**Extracted entries**
►

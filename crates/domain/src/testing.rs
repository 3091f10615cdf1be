//! Expectations checked against probe results.
//!
//! Each scenario step carries a [`TestSuite`]; the step succeeds only if a
//! response arrived and every assertion in its suite passed.

use serde::{Deserialize, Serialize};

/// A check to run against a probe result.
#[derive(Debug, Clone, Serialize, Deserialize, PartialEq, Eq)]
#[serde(tag = "type", rename_all = "snake_case")]
pub enum Assertion {
    /// Check response status code.
    StatusCode {
        /// Expected status code or range.
        expected: StatusExpectation,
    },
    /// Check that a top-level JSON field is present.
    JsonField {
        /// Field name.
        name: String,
    },
}

impl Assertion {
    /// Status must equal `code`.
    #[must_use]
    pub const fn status(code: u16) -> Self {
        Self::StatusCode {
            expected: StatusExpectation::Exact(code),
        }
    }

    /// Top-level JSON field `name` must be present.
    #[must_use]
    pub fn has_field(name: &str) -> Self {
        Self::JsonField {
            name: name.to_string(),
        }
    }

    /// Get a human-readable description of this assertion.
    #[must_use]
    pub fn description(&self) -> String {
        match self {
            Self::StatusCode { expected } => format!("Status code {}", expected.description()),
            Self::JsonField { name } => format!("JSON field '{name}' exists"),
        }
    }
}

/// Expected status code value or range.
#[derive(Debug, Clone, Copy, Serialize, Deserialize, PartialEq, Eq)]
#[serde(untagged)]
pub enum StatusExpectation {
    /// Exact status code.
    Exact(u16),
    /// Range of status codes (e.g., 200-299).
    Range {
        /// Minimum status code (inclusive).
        min: u16,
        /// Maximum status code (inclusive).
        max: u16,
    },
}

impl StatusExpectation {
    /// Check if a status code matches this expectation.
    #[must_use]
    pub const fn matches(&self, status: u16) -> bool {
        match self {
            Self::Exact(expected) => status == *expected,
            Self::Range { min, max } => status >= *min && status <= *max,
        }
    }

    /// Get description of the expectation.
    #[must_use]
    pub fn description(&self) -> String {
        match self {
            Self::Exact(code) => format!("= {code}"),
            Self::Range { min, max } => format!("in {min}-{max}"),
        }
    }

    /// Create a "success" expectation (200-299).
    #[must_use]
    pub const fn success() -> Self {
        Self::Range { min: 200, max: 299 }
    }
}

impl Default for StatusExpectation {
    fn default() -> Self {
        Self::success()
    }
}

/// Result of running a single assertion.
#[derive(Debug, Clone, Serialize, Deserialize, PartialEq)]
pub struct AssertionResult {
    /// The assertion that was run.
    pub assertion: Assertion,
    /// Whether the assertion passed.
    pub passed: bool,
    /// Actual value found (for display).
    pub actual: Option<String>,
    /// Error message if failed.
    pub error: Option<String>,
}

impl AssertionResult {
    /// Create a passed result.
    #[must_use]
    pub const fn pass(assertion: Assertion) -> Self {
        Self {
            assertion,
            passed: true,
            actual: None,
            error: None,
        }
    }

    /// Create a passed result with actual value.
    #[must_use]
    pub fn pass_with_value(assertion: Assertion, actual: impl Into<String>) -> Self {
        Self {
            assertion,
            passed: true,
            actual: Some(actual.into()),
            error: None,
        }
    }

    /// Create a failed result.
    #[must_use]
    pub fn fail(assertion: Assertion, error: impl Into<String>) -> Self {
        Self {
            assertion,
            passed: false,
            actual: None,
            error: Some(error.into()),
        }
    }

    /// Create a failed result with actual value.
    #[must_use]
    pub fn fail_with_value(
        assertion: Assertion,
        actual: impl Into<String>,
        error: impl Into<String>,
    ) -> Self {
        Self {
            assertion,
            passed: false,
            actual: Some(actual.into()),
            error: Some(error.into()),
        }
    }
}

/// A named set of assertions.
#[derive(Debug, Clone, Serialize, Deserialize, Default, PartialEq)]
pub struct TestSuite {
    /// Suite name, usually the step name.
    pub name: String,
    /// Assertions to run.
    #[serde(default)]
    pub assertions: Vec<Assertion>,
}

impl TestSuite {
    /// Create a new empty test suite.
    #[must_use]
    pub fn new(name: impl Into<String>) -> Self {
        Self {
            name: name.into(),
            assertions: Vec::new(),
        }
    }

    /// Add an assertion (builder pattern).
    #[must_use]
    pub fn with_assertion(mut self, assertion: Assertion) -> Self {
        self.assertions.push(assertion);
        self
    }
}

/// Results from running a test suite.
#[derive(Debug, Clone, Serialize, Deserialize, PartialEq)]
pub struct TestResults {
    /// Test suite that was run.
    pub suite_name: String,
    /// Individual assertion results.
    pub results: Vec<AssertionResult>,
    /// Total number of assertions.
    pub total: usize,
    /// Number of passed assertions.
    pub passed: usize,
    /// Number of failed assertions.
    pub failed: usize,
}

impl TestResults {
    /// Create new test results.
    #[must_use]
    pub fn new(suite_name: impl Into<String>, results: Vec<AssertionResult>) -> Self {
        let total = results.len();
        let passed = results.iter().filter(|r| r.passed).count();

        Self {
            suite_name: suite_name.into(),
            results,
            total,
            passed,
            failed: total - passed,
        }
    }

    /// Check if all tests passed.
    #[must_use]
    pub const fn all_passed(&self) -> bool {
        self.failed == 0
    }

    /// Returns the first failure message, if any.
    #[must_use]
    pub fn first_failure(&self) -> Option<&str> {
        self.results
            .iter()
            .find(|r| !r.passed)
            .and_then(|r| r.error.as_deref())
    }
}
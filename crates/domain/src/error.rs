//! Domain error types

use thiserror::Error;

use crate::state::StepState;

/// Domain-level errors that can occur during validation or processing.
#[derive(Debug, Error, Clone, PartialEq, Eq)]
pub enum DomainError {
    /// The provided URL is invalid or malformed.
    #[error("invalid URL: {0}")]
    InvalidUrl(String),

    /// The HTTP method is not supported.
    #[error("unsupported HTTP method: {0}")]
    UnsupportedMethod(String),

    /// The request body could not be serialized.
    #[error("invalid body: {0}")]
    InvalidBody(String),

    /// The query string could not be encoded.
    #[error("invalid query: {0}")]
    InvalidQuery(String),

    /// A step attempted a state change the state machine forbids.
    #[error("invalid step transition: {from} -> {to}")]
    InvalidTransition {
        /// State the step was in.
        from: StepState,
        /// State that was requested.
        to: StepState,
    },

    /// A scenario definition is inconsistent.
    #[error("invalid scenario: {0}")]
    InvalidScenario(String),
}

/// Result type alias for domain operations.
pub type DomainResult<T> = Result<T, DomainError>;
//! File system abstraction port.

use std::future::Future;
use std::path::{Path, PathBuf};

/// Error type for file system operations.
#[derive(Debug, thiserror::Error)]
pub enum FileSystemError {
    /// File not found.
    #[error("File not found: {0}")]
    NotFound(PathBuf),

    /// Permission denied.
    #[error("Permission denied: {0}")]
    PermissionDenied(PathBuf),

    /// Contents are not valid UTF-8.
    #[error("Invalid UTF-8 in {0}")]
    InvalidUtf8(PathBuf),

    /// IO error.
    #[error("IO error: {0}")]
    Io(#[from] std::io::Error),
}

/// Abstraction over the file operations configuration loading needs.
///
/// This trait allows mocking file system access in tests.
pub trait FileSystem: Send + Sync {
    /// Reads a file's contents as a UTF-8 string.
    ///
    /// # Errors
    ///
    /// Returns an error if the file cannot be read or is not valid UTF-8.
    fn read_file_string(
        &self,
        path: &Path,
    ) -> impl Future<Output = Result<String, FileSystemError>> + Send;

    /// Checks if a path exists.
    fn exists(&self, path: &Path) -> impl Future<Output = bool> + Send;

    /// Copies a file, overwriting the destination.
    ///
    /// # Errors
    ///
    /// Returns an error if the source cannot be read or the destination written.
    fn copy_file(
        &self,
        from: &Path,
        to: &Path,
    ) -> impl Future<Output = Result<(), FileSystemError>> + Send;
}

◄

Across the listing, how many lines contain "PathBuf"? State the number and nothing else.

4